The Chosun schools in Japan are in serious danger of extinction because of the government’s stance regarding North Korea’s nuclear aggressiveness. In Yokohama, Chosun schools have been providing education to Korean-Japanese children for nearly 70 years since 1946. Last February, after North Korea’s third nuclear test, the Kanagawa prefectural government and Yokohama city government decided to cut off the subsidies they had been paying for more than three decades since 1982. Kanagawa’s five Chosun schools lost 63.74 million yen (US$649,000) in subsidies from the prefecture and 2.54 million yen (US$26,000) from the city. The Yokohama city government amended its guidelines for private international school subsidies last October, effectively denying them to any schools that were deemed “an inappropriate market in light of the international situation.” The Chosun schools are bearing the brunt of political concerns about North Korea’s nuclear program and missile launches.

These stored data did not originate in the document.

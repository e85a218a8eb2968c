use serde::{Deserialize, Serialize};

/// Process-unique tab identity. Ids are handed out monotonically by the
/// owning [`TabCollectionSet`](crate::managers::tab_collection_set::TabCollectionSet)
/// and are never reused while the process is alive.
pub type TabId = i32;

/// Sentinel for "no tab".
pub const INVALID_TAB_ID: TabId = -1;

/// Reserved id for the cached new-tab-page entry (thumbnails, prerender).
pub const NTP_TAB_ID: TabId = -2;

/// Sentinel for a tab with no opener.
pub const NO_PARENT_ID: TabId = INVALID_TAB_ID;

/// Identity of the OS process hosting a tab's content. Several tabs can
/// share one render process.
pub type ProcessId = i32;

/// Sentinel for "no render process" (frozen tab, dead view).
pub const INVALID_RENDER_PROCESS_PID: ProcessId = -1;

/// URL of the new-tab page, used as the known-safe fallback navigation
/// target when restoring a tab without usable saved state.
pub const NTP_URL: &str = "chrome://newtab/";

/// How a tab came into existence. Drives foreground/background placement
/// and insertion-index policy.
#[derive(Debug, Clone, Copy, PartialEq, Eq, Serialize, Deserialize)]
pub enum LaunchType {
    /// Opened from a link in another tab (e.g. target=_blank).
    FromLink,
    /// Opened from a long-press context menu ("open in new tab").
    FromLongpress,
    /// Opened explicitly from the tab overview / new-tab button.
    FromOverview,
    /// Opened on behalf of an external application.
    FromExternalApp,
    /// Recreated from persisted state at startup.
    FromRestore,
}

/// Why a tab became the selected one.
#[derive(Debug, Clone, Copy, PartialEq, Eq, Serialize, Deserialize)]
pub enum SelectionType {
    /// Explicit user action (tap on the tab strip, tab switcher).
    FromUser,
    /// A freshly created tab taking the foreground.
    FromNew,
    /// Selection fallout of closing another tab.
    FromClose,
}

/// Page transition hint forwarded to the engine with each navigation.
/// The engine uses it for history ranking; this layer only maps launch
/// types onto it.
#[derive(Debug, Clone, Copy, PartialEq, Eq, Serialize, Deserialize)]
pub enum PageTransition {
    Link,
    Typed,
    StartPage,
    Reload,
}

/// Maps a launch type onto the transition used for the tab's first load.
pub fn transition_for_launch(launch_type: LaunchType) -> PageTransition {
    match launch_type {
        LaunchType::FromLink | LaunchType::FromLongpress | LaunchType::FromExternalApp => {
            PageTransition::Link
        }
        LaunchType::FromOverview => PageTransition::StartPage,
        LaunchType::FromRestore => PageTransition::Reload,
    }
}
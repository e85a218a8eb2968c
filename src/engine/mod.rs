//! Capability surface of the native content engine.
//!
//! Everything heavyweight about a tab (rendering, navigation, history
//! recording) lives behind [`RenderEngine`]. This crate only manages the
//! lifecycle of the opaque views the engine hands out.

pub mod in_memory;

use crate::types::tab::{PageTransition, ProcessId};

/// Opaque handle to a live engine view (one per non-frozen tab).
#[derive(Debug, Clone, Copy, PartialEq, Eq, Hash)]
pub struct ViewHandle(pub u64);

/// The native engine collaborator.
///
/// All methods are infallible from this layer's perspective except
/// `serialize_state`/`restore_from_state`, which signal corrupt or
/// unserializable state by returning `None` — callers fall back rather
/// than propagate.
pub trait RenderEngine {
    /// Creates a fresh view with an empty navigation stack.
    fn create_view(&mut self, incognito: bool) -> ViewHandle;

    /// Releases a view and the resources it pins.
    fn destroy_view(&mut self, view: ViewHandle);

    /// Serializes the view's full session state into an opaque blob.
    fn serialize_state(&mut self, view: ViewHandle) -> Option<Vec<u8>>;

    /// Rebuilds a view from a blob produced by `serialize_state`.
    /// Returns `None` if the blob is corrupt.
    fn restore_from_state(&mut self, state: &[u8]) -> Option<ViewHandle>;

    /// Starts a navigation in the given view.
    fn load_url(&mut self, view: ViewHandle, url: &str, transition: PageTransition);

    /// URL currently committed in the view.
    fn url(&self, view: ViewHandle) -> Option<String>;

    /// Title of the currently committed page.
    fn title(&self, view: ViewHandle) -> Option<String>;

    /// OS process hosting the view's content, or
    /// [`INVALID_RENDER_PROCESS_PID`](crate::types::tab::INVALID_RENDER_PROCESS_PID).
    fn render_process_id(&self, view: ViewHandle) -> ProcessId;

    /// Private memory footprint of a render process, in kilobytes.
    fn render_process_private_size_kb(&self, pid: ProcessId) -> i32;

    /// Drops in-process caches (script heaps, image caches) of a render
    /// process without destroying any views it hosts.
    fn purge_render_process_memory(&mut self, pid: ProcessId);

    /// Records a closed tab into engine-side history.
    fn create_historical_tab(&mut self, url: &str, title: &str);

    /// Tears down the off-the-record profile once the last incognito tab
    /// is gone.
    fn destroy_incognito_profile(&mut self);
}
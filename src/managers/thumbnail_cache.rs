//! Per-tab thumbnail bytes, keyed by tab id. The cached new-tab-page
//! entry lives here too, under [`NTP_TAB_ID`](crate::types::tab::NTP_TAB_ID).

use std::collections::HashMap;

use crate::types::tab::TabId;

pub struct ThumbnailCache {
    entries: HashMap<TabId, Vec<u8>>,
}

impl ThumbnailCache {
    pub fn new() -> Self {
        Self {
            entries: HashMap::new(),
        }
    }

    pub fn put(&mut self, id: TabId, thumbnail: Vec<u8>) {
        self.entries.insert(id, thumbnail);
    }

    pub fn get(&self, id: TabId) -> Option<&[u8]> {
        self.entries.get(&id).map(|v| v.as_slice())
    }

    pub fn contains(&self, id: TabId) -> bool {
        self.entries.contains_key(&id)
    }

    pub fn remove(&mut self, id: TabId) {
        self.entries.remove(&id);
    }

    pub fn clear(&mut self) {
        self.entries.clear();
    }

    pub fn len(&self) -> usize {
        self.entries.len()
    }

    pub fn is_empty(&self) -> bool {
        self.entries.is_empty()
    }
}

impl Default for ThumbnailCache {
    fn default() -> Self {
        Self::new()
    }
}
//! Top-level session facade: wires the engine, the state store, the tab
//! collections, and the memory monitor together, and forwards the
//! operations an embedder calls.

use crate::engine::RenderEngine;
use crate::managers::memory_monitor::{
    default_max_active_tabs, MemoryMonitor, FREE_AS_MUCH_AS_POSSIBLE,
};
use crate::managers::tab_collection_set::TabCollectionSet;
use crate::managers::tab_record::TabRecord;
use crate::services::state_store::StateStore;
use crate::services::SessionServices;
use crate::types::errors::{StateError, TabError};
use crate::types::tab::{LaunchType, SelectionType, TabId};

use std::path::PathBuf;

/// Embedder-supplied session parameters.
pub struct SessionConfig {
    /// Device memory class in megabytes, as reported by the OS. Drives
    /// the default live-tab cap.
    pub memory_class_mb: usize,
    /// Directory for per-tab state files.
    pub state_dir: PathBuf,
    /// Explicit live-tab cap, overriding the memory-class default.
    pub max_active_tabs: Option<usize>,
}

/// One browsing session: the two tab collections plus the collaborators
/// every operation needs. This is the only type an embedder has to hold.
pub struct BrowserSession {
    services: SessionServices,
    tabs: TabCollectionSet,
    monitor: MemoryMonitor,
}

impl BrowserSession {
    pub fn new(engine: Box<dyn RenderEngine>, config: SessionConfig) -> Result<Self, StateError> {
        let store = StateStore::open(config.state_dir)?;
        let cap = config
            .max_active_tabs
            .unwrap_or_else(|| default_max_active_tabs(config.memory_class_mb));
        Ok(Self {
            services: SessionServices::new(engine, store),
            tabs: TabCollectionSet::new(),
            monitor: MemoryMonitor::new(cap),
        })
    }

    pub fn tabs(&self) -> &TabCollectionSet {
        &self.tabs
    }

    pub fn tabs_mut(&mut self) -> &mut TabCollectionSet {
        &mut self.tabs
    }

    pub fn engine(&self) -> &dyn RenderEngine {
        &*self.services.engine
    }

    pub fn monitor(&self) -> &MemoryMonitor {
        &self.monitor
    }

    pub fn current_tab_id(&self) -> Option<TabId> {
        self.tabs.current_tab().map(|t| t.id())
    }

    // === Tab operations ===

    pub fn create_tab(&mut self, url: &str, launch_type: LaunchType) -> TabId {
        self.tabs
            .create_new_tab(url, launch_type, &mut self.services, &mut self.monitor)
    }

    /// Long-press "open in new tab", optionally crossing into incognito.
    pub fn open_new_tab(&mut self, url: &str, parent_id: TabId, incognito: bool) -> TabId {
        self.tabs
            .open_new_tab(url, parent_id, incognito, &mut self.services, &mut self.monitor)
    }

    pub fn launch_ntp(&mut self) -> TabId {
        self.tabs.launch_ntp(&mut self.services, &mut self.monitor)
    }

    pub fn prerender_ntp(&mut self) {
        self.tabs.prerender_ntp(&mut self.services);
    }

    pub fn launch_url_from_external_app(
        &mut self,
        url: &str,
        app_id: Option<&str>,
        force_new_tab: bool,
    ) -> TabId {
        self.tabs.launch_url_from_external_app(
            url,
            app_id,
            force_new_tab,
            &mut self.services,
            &mut self.monitor,
        )
    }

    pub fn close_tab(&mut self, id: TabId) -> Result<(), TabError> {
        self.tabs
            .close_tab(id, false, &mut self.services, &mut self.monitor)
    }

    pub fn select_tab(&mut self, index: usize) {
        self.tabs
            .set_index(index, SelectionType::FromUser, &mut self.services, &mut self.monitor);
    }

    pub fn select_model(&mut self, incognito: bool) {
        self.tabs
            .select_model(incognito, &mut self.services, &mut self.monitor);
    }

    pub fn move_tab(&mut self, id: TabId, new_index: usize) {
        self.tabs.move_tab(id, new_index);
    }

    // === Memory pressure ===

    /// OS low-memory callback: free everything freezable.
    pub fn notify_out_of_memory(&mut self) -> i64 {
        self.monitor
            .free_memory(&mut self.tabs, &mut self.services, FREE_AS_MUCH_AS_POSSIBLE)
    }

    /// Targeted reclaim of roughly `expected_kb` kilobytes.
    pub fn free_memory(&mut self, expected_kb: i64) -> i64 {
        self.monitor
            .free_memory(&mut self.tabs, &mut self.services, expected_kb)
    }

    // === Persistence ===

    /// Writes one tab's state to disk. The tab keeps its live view.
    pub fn persist_tab(&mut self, id: TabId) -> Result<(), StateError> {
        let SessionServices { engine, store } = &mut self.services;
        match self.tabs.find_tab_mut(id) {
            Some(tab) => tab.persist(&mut **engine, store),
            None => Ok(()),
        }
    }

    /// Writes every dirty tab's state to disk, returning the first error.
    pub fn persist_dirty_tabs(&mut self) -> Result<(), StateError> {
        let SessionServices { engine, store } = &mut self.services;
        for incognito in [false, true] {
            for tab in self.tabs.model_mut(incognito).iter_mut() {
                if tab.is_dirty() {
                    tab.persist(&mut **engine, store)?;
                }
            }
        }
        Ok(())
    }

    /// Rebuilds a persisted tab as a frozen background entry. Returns the
    /// id on success, `None` when no usable state exists on disk.
    pub fn restore_persisted_tab(&mut self, id: TabId) -> Option<TabId> {
        let state = self.services.store.read(id)?;
        let record = TabRecord::from_frozen_state(id, state);
        Some(
            self.tabs
                .register_restored_tab(record, &mut self.services, &mut self.monitor),
        )
    }

    /// Starts incognito key generation early, off the critical path of
    /// the first incognito tab.
    pub fn warm_up_crypto(&mut self) {
        self.services.store.trigger_key_generation();
    }
}
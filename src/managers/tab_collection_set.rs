//! The pair of tab collections (normal and incognito) plus everything
//! that needs to see both at once: the active-slot switch, id allocation,
//! tab creation placement, the close-then-reselect policy, and the
//! thumbnail / cached-NTP storage.

use crate::engine::ViewHandle;
use crate::managers::memory_monitor::MemoryMonitor;
use crate::managers::order_controller;
use crate::managers::tab_collection::TabCollection;
use crate::managers::tab_record::TabRecord;
use crate::managers::thumbnail_cache::ThumbnailCache;
use crate::services::SessionServices;
use crate::types::errors::TabError;
use crate::types::tab::{
    transition_for_launch, LaunchType, PageTransition, SelectionType, TabId,
    INVALID_RENDER_PROCESS_PID, NO_PARENT_ID, NTP_URL,
};

/// App id recorded for external launches that did not identify
/// themselves, so their tabs can still be reused.
const UNKNOWN_APP_ID: &str = "unknown_app";

/// Holds the two tab collections and routes operations to whichever is
/// on screen. The sole owner of "which mode is visible".
pub struct TabCollectionSet {
    normal: TabCollection,
    incognito: TabCollection,
    active_incognito: bool,
    next_id: TabId,
    overview_mode: bool,
    thumbnails: ThumbnailCache,
    cached_ntp_view: Option<ViewHandle>,
}
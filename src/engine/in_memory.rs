//! In-memory reference implementation of [`RenderEngine`].
//!
//! Simulates the parts of a real engine this crate depends on: view
//! creation/destruction, state blobs that genuinely round-trip (and
//! genuinely fail on corrupt input), render-process packing with
//! configurable per-process memory footprints, and purge/history logs
//! that tests can assert against.

use std::cell::RefCell;
use std::collections::HashMap;
use std::rc::Rc;

use crate::engine::{RenderEngine, ViewHandle};
use crate::types::tab::{PageTransition, ProcessId, INVALID_RENDER_PROCESS_PID};

/// Magic prefix of blobs produced by [`InMemoryEngine::serialize_state`].
const STATE_MAGIC: &[u8; 4] = b"TPST";

/// One entry in the engine-side history log.
#[derive(Debug, Clone, PartialEq, Eq)]
pub struct HistoricalTab {
    pub url: String,
    pub title: String,
}

#[derive(Debug, Clone)]
struct ViewState {
    url: String,
    title: String,
    incognito: bool,
    pid: ProcessId,
}

/// In-memory engine. Views are packed into simulated render processes,
/// `views_per_process` at a time, in creation order.
pub struct InMemoryEngine {
    views: HashMap<u64, ViewState>,
    next_view: u64,
    views_per_process: usize,
    current_pid: ProcessId,
    slots_left_in_current_pid: usize,
    footprints_kb: HashMap<ProcessId, i32>,
    default_footprint_kb: i32,
    purged: Vec<ProcessId>,
    history: Vec<HistoricalTab>,
    incognito_profile_alive: bool,
}

impl InMemoryEngine {
    pub fn new() -> Self {
        Self::with_views_per_process(1)
    }

    /// Engine that packs up to `views_per_process` views into each
    /// simulated render process before opening a new one.
    pub fn with_views_per_process(views_per_process: usize) -> Self {
        Self {
            views: HashMap::new(),
            next_view: 1,
            views_per_process: views_per_process.max(1),
            current_pid: 0,
            slots_left_in_current_pid: 0,
            footprints_kb: HashMap::new(),
            default_footprint_kb: 4096,
            purged: Vec::new(),
            history: Vec::new(),
            incognito_profile_alive: false,
        }
    }

    /// Overrides the reported private size of one process.
    pub fn set_process_footprint_kb(&mut self, pid: ProcessId, kb: i32) {
        self.footprints_kb.insert(pid, kb);
    }

    /// Processes that had their caches purged, in purge order.
    pub fn purged_processes(&self) -> &[ProcessId] {
        &self.purged
    }

    /// Tabs recorded into history, in close order.
    pub fn recorded_history(&self) -> &[HistoricalTab] {
        &self.history
    }

    pub fn live_view_count(&self) -> usize {
        self.views.len()
    }

    pub fn incognito_profile_alive(&self) -> bool {
        self.incognito_profile_alive
    }

    fn allocate_view(&mut self, url: String, title: String, incognito: bool) -> ViewHandle {
        if self.slots_left_in_current_pid == 0 {
            self.current_pid += 1;
            self.slots_left_in_current_pid = self.views_per_process;
        }
        self.slots_left_in_current_pid -= 1;

        if incognito {
            self.incognito_profile_alive = true;
        }

        let handle = ViewHandle(self.next_view);
        self.next_view += 1;
        self.views.insert(
            handle.0,
            ViewState {
                url,
                title,
                incognito,
                pid: self.current_pid,
            },
        );
        handle
    }

    fn put_chunk(out: &mut Vec<u8>, data: &[u8]) {
        out.extend_from_slice(&(data.len() as u32).to_be_bytes());
        out.extend_from_slice(data);
    }

    fn take_chunk<'a>(input: &mut &'a [u8]) -> Option<&'a [u8]> {
        if input.len() < 4 {
            return None;
        }
        let len = u32::from_be_bytes([input[0], input[1], input[2], input[3]]) as usize;
        let rest = &input[4..];
        if rest.len() < len {
            return None;
        }
        *input = &rest[len..];
        Some(&rest[..len])
    }
}

impl Default for InMemoryEngine {
    fn default() -> Self {
        Self::new()
    }
}

impl RenderEngine for InMemoryEngine {
    fn create_view(&mut self, incognito: bool) -> ViewHandle {
        self.allocate_view(String::new(), String::new(), incognito)
    }

    fn destroy_view(&mut self, view: ViewHandle) {
        self.views.remove(&view.0);
    }

    fn serialize_state(&mut self, view: ViewHandle) -> Option<Vec<u8>> {
        let state = self.views.get(&view.0)?;
        let mut blob = STATE_MAGIC.to_vec();
        blob.push(state.incognito as u8);
        Self::put_chunk(&mut blob, state.url.as_bytes());
        Self::put_chunk(&mut blob, state.title.as_bytes());
        Some(blob)
    }

    fn restore_from_state(&mut self, state: &[u8]) -> Option<ViewHandle> {
        if state.len() < STATE_MAGIC.len() + 1 || &state[..STATE_MAGIC.len()] != STATE_MAGIC {
            return None;
        }
        let incognito = state[STATE_MAGIC.len()] != 0;
        let mut rest = &state[STATE_MAGIC.len() + 1..];
        let url = String::from_utf8(Self::take_chunk(&mut rest)?.to_vec()).ok()?;
        let title = String::from_utf8(Self::take_chunk(&mut rest)?.to_vec()).ok()?;
        Some(self.allocate_view(url, title, incognito))
    }

    fn load_url(&mut self, view: ViewHandle, url: &str, _transition: PageTransition) {
        if let Some(state) = self.views.get_mut(&view.0) {
            state.url = url.to_string();
            state.title = url.to_string();
        }
    }

    fn url(&self, view: ViewHandle) -> Option<String> {
        self.views.get(&view.0).map(|v| v.url.clone())
    }

    fn title(&self, view: ViewHandle) -> Option<String> {
        self.views.get(&view.0).map(|v| v.title.clone())
    }

    fn render_process_id(&self, view: ViewHandle) -> ProcessId {
        self.views
            .get(&view.0)
            .map(|v| v.pid)
            .unwrap_or(INVALID_RENDER_PROCESS_PID)
    }

    fn render_process_private_size_kb(&self, pid: ProcessId) -> i32 {
        self.footprints_kb
            .get(&pid)
            .copied()
            .unwrap_or(self.default_footprint_kb)
    }

    fn purge_render_process_memory(&mut self, pid: ProcessId) {
        self.purged.push(pid);
    }

    fn create_historical_tab(&mut self, url: &str, title: &str) {
        self.history.push(HistoricalTab {
            url: url.to_string(),
            title: title.to_string(),
        });
    }

    fn destroy_incognito_profile(&mut self) {
        self.incognito_profile_alive = false;
    }
}

/// Shared-handle form: a caller can box a clone of the `Rc` into a
/// session while keeping its own handle for inspection.
impl RenderEngine for Rc<RefCell<InMemoryEngine>> {
    fn create_view(&mut self, incognito: bool) -> ViewHandle {
        self.borrow_mut().create_view(incognito)
    }

    fn destroy_view(&mut self, view: ViewHandle) {
        self.borrow_mut().destroy_view(view)
    }

    fn serialize_state(&mut self, view: ViewHandle) -> Option<Vec<u8>> {
        self.borrow_mut().serialize_state(view)
    }

    fn restore_from_state(&mut self, state: &[u8]) -> Option<ViewHandle> {
        self.borrow_mut().restore_from_state(state)
    }

    fn load_url(&mut self, view: ViewHandle, url: &str, transition: PageTransition) {
        self.borrow_mut().load_url(view, url, transition)
    }

    fn url(&self, view: ViewHandle) -> Option<String> {
        self.borrow().url(view)
    }

    fn title(&self, view: ViewHandle) -> Option<String> {
        self.borrow().title(view)
    }

    fn render_process_id(&self, view: ViewHandle) -> ProcessId {
        self.borrow().render_process_id(view)
    }

    fn render_process_private_size_kb(&self, pid: ProcessId) -> i32 {
        self.borrow().render_process_private_size_kb(pid)
    }

    fn purge_render_process_memory(&mut self, pid: ProcessId) {
        self.borrow_mut().purge_render_process_memory(pid)
    }

    fn create_historical_tab(&mut self, url: &str, title: &str) {
        self.borrow_mut().create_historical_tab(url, title)
    }

    fn destroy_incognito_profile(&mut self) {
        self.borrow_mut().destroy_incognito_profile()
    }
}
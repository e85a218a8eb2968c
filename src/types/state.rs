use serde::{Deserialize, Serialize};

use crate::types::tab::TabId;

/// Snapshot of a tab's persistable state: the opaque engine byte-blob plus
/// the metadata needed to rebuild the tab's place in the session.
///
/// This mirrors the on-disk record written by
/// [`StateStore`](crate::services::state_store::StateStore).
#[derive(Debug, Clone, PartialEq, Eq, Serialize, Deserialize)]
pub struct TabState {
    /// When the tab was last the foreground tab (milliseconds since epoch).
    pub last_shown_timestamp: i64,
    /// Opaque serialized engine state.
    pub state: Vec<u8>,
    /// Id of the tab that spawned this one, or
    /// [`NO_PARENT_ID`](crate::types::tab::NO_PARENT_ID).
    pub parent_id: TabId,
    /// Package/app id of the external application that opened this tab.
    pub opener_app_id: Option<String>,
    /// Whether the state came from (and must go back to) an encrypted file.
    pub is_incognito: bool,
}
use crate::{InferError, ModelSource, Session};

pub trait Backend {
    fn name(&self) -> &str;
    fn load_model(&self, model: ModelSource) -> Result<Box<dyn Session>, InferError>;
}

Without the subsidies that are so vital to the schools’ operations, teachers have gone without pay for two to three months. “The teachers can’t even afford their health insurance premiums right now,” said Pi Jin, chairman of the Kanagawa Chosun Academy. In light of this, Japanese locals have been up in arms about the prefecture’s treatment of the schools and have volunteered to raise funds for a “rainbow bridge” to help them out. Last April, 28,000 signatures were collected and presented to the city. Twenty thousand more names have been added in campaigns since then. “Koreans in Japan pay the same taxes that Japanese people do,” says the fund raising pamphlet distributed by the volunteers. “Yet they are treated entirely different in support for their children‘s education.” Pi agree with the campaign, saying, “The complexities of issues between countries should be resolved between those countries through negotiation. Children shouldn’t be treated as pawns.”